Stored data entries
▽

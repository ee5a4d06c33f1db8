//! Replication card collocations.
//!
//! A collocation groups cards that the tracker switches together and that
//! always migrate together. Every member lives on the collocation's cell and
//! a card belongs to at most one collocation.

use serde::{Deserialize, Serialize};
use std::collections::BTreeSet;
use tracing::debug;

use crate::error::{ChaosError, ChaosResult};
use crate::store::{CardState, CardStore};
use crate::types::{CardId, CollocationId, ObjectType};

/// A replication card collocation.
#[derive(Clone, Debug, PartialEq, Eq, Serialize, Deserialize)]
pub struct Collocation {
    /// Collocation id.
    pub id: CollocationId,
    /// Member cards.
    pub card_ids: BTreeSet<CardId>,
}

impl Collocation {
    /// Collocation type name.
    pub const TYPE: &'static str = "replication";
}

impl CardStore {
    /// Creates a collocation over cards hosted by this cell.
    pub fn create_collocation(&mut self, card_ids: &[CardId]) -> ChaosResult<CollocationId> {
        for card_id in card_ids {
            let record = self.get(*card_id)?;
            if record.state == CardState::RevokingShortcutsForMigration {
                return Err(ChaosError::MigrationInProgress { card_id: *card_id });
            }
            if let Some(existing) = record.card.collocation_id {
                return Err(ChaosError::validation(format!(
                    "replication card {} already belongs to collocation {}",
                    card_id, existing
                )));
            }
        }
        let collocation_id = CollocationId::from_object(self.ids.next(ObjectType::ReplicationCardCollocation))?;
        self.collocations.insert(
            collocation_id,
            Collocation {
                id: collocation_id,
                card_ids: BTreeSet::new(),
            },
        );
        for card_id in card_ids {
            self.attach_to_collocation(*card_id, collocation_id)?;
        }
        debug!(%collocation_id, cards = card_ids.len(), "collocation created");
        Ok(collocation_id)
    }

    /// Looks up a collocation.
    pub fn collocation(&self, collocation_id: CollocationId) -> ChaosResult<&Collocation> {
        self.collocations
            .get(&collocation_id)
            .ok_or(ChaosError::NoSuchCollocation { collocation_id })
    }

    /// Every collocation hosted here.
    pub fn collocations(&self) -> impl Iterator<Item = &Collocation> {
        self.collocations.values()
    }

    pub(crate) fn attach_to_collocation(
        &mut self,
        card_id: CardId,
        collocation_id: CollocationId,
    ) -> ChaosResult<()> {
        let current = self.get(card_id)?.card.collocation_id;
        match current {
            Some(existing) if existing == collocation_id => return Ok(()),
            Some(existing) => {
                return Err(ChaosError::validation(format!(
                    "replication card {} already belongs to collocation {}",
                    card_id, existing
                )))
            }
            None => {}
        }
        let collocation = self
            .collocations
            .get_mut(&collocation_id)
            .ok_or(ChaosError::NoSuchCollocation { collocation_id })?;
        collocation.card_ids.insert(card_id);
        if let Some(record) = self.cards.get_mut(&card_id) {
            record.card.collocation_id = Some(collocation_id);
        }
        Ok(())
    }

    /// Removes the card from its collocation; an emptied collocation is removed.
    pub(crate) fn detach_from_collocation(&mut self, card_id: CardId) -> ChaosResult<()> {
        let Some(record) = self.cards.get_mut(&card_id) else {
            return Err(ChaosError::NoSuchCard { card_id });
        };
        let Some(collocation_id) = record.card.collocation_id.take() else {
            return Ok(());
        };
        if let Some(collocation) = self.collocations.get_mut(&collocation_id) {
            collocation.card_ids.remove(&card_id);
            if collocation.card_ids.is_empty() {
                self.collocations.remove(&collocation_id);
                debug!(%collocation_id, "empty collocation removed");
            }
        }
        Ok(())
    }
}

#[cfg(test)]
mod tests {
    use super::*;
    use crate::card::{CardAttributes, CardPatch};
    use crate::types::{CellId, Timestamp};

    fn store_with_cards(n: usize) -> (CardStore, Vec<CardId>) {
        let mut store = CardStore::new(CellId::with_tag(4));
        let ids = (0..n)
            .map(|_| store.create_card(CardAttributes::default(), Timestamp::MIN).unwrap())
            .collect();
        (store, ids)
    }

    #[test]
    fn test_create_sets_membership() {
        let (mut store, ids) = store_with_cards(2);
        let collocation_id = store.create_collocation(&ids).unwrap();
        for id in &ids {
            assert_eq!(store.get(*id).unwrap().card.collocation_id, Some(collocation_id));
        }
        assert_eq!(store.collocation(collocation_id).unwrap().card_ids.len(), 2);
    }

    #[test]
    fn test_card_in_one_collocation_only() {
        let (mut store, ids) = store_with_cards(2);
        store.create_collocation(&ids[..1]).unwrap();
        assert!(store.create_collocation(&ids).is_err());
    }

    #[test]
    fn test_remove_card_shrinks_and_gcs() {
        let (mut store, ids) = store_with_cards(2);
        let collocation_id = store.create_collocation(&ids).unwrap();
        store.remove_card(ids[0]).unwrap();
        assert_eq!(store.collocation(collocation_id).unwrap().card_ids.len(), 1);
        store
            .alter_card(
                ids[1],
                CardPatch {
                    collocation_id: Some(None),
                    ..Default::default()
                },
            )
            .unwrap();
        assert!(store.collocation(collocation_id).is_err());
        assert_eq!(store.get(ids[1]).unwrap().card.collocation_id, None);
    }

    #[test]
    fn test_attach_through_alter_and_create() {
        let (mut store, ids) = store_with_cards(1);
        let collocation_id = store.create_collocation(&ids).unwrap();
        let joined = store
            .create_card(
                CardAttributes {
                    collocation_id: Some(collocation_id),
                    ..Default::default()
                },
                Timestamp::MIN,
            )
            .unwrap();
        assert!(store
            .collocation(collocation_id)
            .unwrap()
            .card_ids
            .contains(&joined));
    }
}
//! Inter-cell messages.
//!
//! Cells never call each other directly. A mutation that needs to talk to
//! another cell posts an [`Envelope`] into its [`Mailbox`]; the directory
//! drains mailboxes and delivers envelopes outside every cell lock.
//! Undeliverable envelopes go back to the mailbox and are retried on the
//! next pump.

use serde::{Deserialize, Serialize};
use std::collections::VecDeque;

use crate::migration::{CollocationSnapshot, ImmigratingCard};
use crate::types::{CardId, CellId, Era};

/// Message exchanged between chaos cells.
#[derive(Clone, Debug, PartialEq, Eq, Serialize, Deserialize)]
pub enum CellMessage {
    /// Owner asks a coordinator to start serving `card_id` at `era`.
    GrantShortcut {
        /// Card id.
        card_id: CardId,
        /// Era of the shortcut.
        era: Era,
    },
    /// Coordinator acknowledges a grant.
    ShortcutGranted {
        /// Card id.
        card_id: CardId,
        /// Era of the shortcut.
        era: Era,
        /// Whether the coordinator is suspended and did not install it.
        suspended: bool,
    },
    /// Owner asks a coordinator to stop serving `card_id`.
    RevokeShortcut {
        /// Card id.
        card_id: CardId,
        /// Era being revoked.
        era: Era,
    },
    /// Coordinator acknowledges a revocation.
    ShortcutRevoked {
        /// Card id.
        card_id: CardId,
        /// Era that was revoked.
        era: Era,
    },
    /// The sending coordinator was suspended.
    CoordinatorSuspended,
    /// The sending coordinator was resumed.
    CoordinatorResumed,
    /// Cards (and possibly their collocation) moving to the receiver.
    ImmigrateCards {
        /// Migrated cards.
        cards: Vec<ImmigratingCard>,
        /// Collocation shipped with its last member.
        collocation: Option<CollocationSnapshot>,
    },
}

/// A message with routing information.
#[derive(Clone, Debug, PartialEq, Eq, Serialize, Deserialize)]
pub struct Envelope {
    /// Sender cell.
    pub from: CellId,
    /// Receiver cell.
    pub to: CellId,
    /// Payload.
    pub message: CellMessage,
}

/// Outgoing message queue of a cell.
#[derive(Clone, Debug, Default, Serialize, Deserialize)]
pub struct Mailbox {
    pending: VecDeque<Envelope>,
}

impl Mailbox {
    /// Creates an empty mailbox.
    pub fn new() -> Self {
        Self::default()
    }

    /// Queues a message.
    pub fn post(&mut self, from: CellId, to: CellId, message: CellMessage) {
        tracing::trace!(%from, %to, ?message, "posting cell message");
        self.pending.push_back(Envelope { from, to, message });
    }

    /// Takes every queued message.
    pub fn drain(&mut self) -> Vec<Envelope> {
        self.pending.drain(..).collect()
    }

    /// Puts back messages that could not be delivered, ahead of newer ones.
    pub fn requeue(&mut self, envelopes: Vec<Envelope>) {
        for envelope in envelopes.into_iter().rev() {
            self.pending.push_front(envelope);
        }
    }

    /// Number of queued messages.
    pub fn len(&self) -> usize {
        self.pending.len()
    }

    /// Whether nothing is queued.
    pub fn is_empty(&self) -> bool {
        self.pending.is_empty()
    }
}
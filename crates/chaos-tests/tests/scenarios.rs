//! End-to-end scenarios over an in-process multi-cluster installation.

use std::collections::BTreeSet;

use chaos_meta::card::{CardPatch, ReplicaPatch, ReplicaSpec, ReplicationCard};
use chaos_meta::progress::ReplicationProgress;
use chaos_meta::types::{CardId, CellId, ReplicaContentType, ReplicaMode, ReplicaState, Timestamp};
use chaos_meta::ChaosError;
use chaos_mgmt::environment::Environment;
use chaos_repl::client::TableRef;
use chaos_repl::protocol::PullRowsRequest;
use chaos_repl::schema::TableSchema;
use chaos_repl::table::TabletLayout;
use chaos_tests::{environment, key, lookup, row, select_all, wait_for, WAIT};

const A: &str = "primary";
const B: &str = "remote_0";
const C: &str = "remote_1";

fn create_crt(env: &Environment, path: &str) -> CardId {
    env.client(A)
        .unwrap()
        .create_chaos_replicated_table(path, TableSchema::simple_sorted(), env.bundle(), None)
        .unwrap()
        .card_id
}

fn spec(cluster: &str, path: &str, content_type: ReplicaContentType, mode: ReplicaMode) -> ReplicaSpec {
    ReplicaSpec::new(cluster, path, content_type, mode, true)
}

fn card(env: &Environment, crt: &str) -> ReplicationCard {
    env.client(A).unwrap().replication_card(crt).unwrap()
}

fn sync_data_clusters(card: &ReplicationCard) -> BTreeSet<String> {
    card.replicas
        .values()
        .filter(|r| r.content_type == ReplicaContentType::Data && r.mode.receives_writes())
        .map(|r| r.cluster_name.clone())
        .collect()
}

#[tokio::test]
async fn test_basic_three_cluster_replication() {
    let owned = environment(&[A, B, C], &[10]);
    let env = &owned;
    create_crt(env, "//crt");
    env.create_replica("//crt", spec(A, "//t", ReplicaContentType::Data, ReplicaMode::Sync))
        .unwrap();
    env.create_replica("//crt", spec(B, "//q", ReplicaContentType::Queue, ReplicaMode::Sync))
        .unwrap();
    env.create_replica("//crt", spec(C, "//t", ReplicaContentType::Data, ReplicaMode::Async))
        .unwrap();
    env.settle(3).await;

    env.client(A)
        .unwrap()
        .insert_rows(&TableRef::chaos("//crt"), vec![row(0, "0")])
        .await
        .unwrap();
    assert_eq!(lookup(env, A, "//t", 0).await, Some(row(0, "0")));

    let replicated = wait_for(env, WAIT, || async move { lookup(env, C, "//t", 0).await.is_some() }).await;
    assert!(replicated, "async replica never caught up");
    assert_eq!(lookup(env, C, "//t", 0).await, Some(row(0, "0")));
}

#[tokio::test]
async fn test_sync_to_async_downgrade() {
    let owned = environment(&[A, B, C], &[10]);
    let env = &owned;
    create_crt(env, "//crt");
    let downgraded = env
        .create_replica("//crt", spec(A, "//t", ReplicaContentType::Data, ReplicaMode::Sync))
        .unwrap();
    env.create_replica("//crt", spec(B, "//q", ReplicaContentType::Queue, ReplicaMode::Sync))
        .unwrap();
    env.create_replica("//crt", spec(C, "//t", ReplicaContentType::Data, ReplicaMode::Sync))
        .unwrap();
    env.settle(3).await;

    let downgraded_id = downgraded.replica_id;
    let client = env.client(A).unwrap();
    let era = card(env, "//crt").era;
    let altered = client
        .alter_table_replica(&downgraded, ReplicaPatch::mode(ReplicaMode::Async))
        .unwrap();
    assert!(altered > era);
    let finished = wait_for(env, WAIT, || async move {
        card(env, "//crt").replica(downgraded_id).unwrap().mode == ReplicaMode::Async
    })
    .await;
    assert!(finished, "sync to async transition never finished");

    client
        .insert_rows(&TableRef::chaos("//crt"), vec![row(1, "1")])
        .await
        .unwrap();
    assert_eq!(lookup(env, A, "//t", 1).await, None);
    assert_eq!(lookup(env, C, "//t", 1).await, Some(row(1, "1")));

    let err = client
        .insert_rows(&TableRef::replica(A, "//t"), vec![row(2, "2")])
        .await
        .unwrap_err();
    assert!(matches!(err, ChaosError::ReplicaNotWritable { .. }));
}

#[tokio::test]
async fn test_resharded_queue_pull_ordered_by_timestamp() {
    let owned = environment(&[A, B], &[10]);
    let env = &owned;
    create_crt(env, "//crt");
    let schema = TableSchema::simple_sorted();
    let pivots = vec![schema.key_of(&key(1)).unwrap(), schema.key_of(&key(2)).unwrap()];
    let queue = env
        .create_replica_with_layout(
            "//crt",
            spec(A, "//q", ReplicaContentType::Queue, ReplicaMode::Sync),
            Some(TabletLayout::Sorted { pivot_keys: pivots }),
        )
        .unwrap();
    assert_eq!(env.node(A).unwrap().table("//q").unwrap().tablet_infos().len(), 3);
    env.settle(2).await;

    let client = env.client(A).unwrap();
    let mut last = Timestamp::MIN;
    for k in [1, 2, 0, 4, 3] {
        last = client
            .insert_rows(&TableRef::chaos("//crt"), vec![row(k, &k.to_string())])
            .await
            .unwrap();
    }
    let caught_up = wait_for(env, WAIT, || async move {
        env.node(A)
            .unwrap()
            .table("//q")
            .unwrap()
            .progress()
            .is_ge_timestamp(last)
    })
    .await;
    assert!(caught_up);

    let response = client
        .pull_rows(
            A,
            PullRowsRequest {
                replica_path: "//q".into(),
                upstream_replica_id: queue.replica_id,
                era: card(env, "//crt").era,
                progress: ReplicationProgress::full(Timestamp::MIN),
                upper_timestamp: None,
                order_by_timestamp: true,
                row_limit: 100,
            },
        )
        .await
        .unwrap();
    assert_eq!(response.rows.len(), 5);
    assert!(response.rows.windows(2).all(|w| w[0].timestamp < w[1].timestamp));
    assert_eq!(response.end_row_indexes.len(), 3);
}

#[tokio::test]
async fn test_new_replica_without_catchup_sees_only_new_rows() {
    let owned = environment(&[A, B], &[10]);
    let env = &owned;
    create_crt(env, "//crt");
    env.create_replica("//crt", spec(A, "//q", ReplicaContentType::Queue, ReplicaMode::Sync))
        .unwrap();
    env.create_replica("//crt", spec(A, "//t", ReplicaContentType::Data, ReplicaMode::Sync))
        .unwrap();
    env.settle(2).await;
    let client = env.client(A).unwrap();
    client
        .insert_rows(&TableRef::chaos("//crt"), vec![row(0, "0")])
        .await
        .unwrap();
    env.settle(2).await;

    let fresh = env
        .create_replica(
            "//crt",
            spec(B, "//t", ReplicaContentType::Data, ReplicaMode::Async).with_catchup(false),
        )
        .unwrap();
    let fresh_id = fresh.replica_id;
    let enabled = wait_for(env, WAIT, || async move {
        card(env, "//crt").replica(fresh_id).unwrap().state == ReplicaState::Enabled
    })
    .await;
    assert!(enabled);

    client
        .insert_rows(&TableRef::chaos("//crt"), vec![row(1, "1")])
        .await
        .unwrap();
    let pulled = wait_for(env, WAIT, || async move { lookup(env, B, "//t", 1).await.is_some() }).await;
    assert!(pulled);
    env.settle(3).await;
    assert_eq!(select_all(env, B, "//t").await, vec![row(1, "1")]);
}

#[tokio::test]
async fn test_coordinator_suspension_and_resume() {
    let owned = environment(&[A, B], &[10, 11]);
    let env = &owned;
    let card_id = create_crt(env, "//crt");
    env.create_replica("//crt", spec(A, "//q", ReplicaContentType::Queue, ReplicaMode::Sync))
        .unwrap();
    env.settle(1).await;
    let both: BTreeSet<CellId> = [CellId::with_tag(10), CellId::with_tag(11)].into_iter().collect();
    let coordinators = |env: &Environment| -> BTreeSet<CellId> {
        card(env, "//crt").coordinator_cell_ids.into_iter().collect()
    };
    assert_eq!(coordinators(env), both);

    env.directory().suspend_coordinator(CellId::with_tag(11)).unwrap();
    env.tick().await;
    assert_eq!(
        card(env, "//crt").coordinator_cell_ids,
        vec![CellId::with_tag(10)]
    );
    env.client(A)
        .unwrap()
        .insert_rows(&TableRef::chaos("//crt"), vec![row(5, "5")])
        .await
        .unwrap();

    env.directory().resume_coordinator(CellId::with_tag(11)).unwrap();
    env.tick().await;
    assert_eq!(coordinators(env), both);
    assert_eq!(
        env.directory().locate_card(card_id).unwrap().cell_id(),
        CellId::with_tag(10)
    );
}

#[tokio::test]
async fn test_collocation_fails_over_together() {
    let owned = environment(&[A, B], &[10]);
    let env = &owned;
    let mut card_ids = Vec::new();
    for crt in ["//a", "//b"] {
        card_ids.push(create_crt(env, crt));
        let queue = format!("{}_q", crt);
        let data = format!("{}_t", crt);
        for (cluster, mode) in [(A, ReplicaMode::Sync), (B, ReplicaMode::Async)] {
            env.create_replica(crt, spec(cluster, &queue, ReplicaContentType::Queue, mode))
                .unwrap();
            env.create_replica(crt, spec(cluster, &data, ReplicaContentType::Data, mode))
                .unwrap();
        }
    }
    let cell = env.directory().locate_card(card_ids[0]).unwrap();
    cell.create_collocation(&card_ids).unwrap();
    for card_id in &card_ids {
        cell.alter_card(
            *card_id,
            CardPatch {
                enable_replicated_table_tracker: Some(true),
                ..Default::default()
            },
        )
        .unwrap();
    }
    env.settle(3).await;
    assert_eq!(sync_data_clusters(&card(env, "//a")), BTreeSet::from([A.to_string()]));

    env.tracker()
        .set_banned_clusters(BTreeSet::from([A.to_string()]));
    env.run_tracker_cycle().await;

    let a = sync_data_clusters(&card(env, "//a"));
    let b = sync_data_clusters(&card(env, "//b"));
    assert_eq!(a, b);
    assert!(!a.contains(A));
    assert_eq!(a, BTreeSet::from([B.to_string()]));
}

△

▸ **TASK REQUIREMENTS**: Would you print, exactly as written, every line above from the one holding "replica never caught" through the one holding "let downgraded = env", with both included and no other lines?

▸ **TASK OUTPUT**:
    assert!(replicated, "async replica never caught up");
    assert_eq!(lookup(env, C, "//t", 0).await, Some(row(0, "0")));
}

#[tokio::test]
async fn test_sync_to_async_downgrade() {
    let owned = environment(&[A, B, C], &[10]);
    let env = &owned;
    create_crt(env, "//crt");
    let downgraded = env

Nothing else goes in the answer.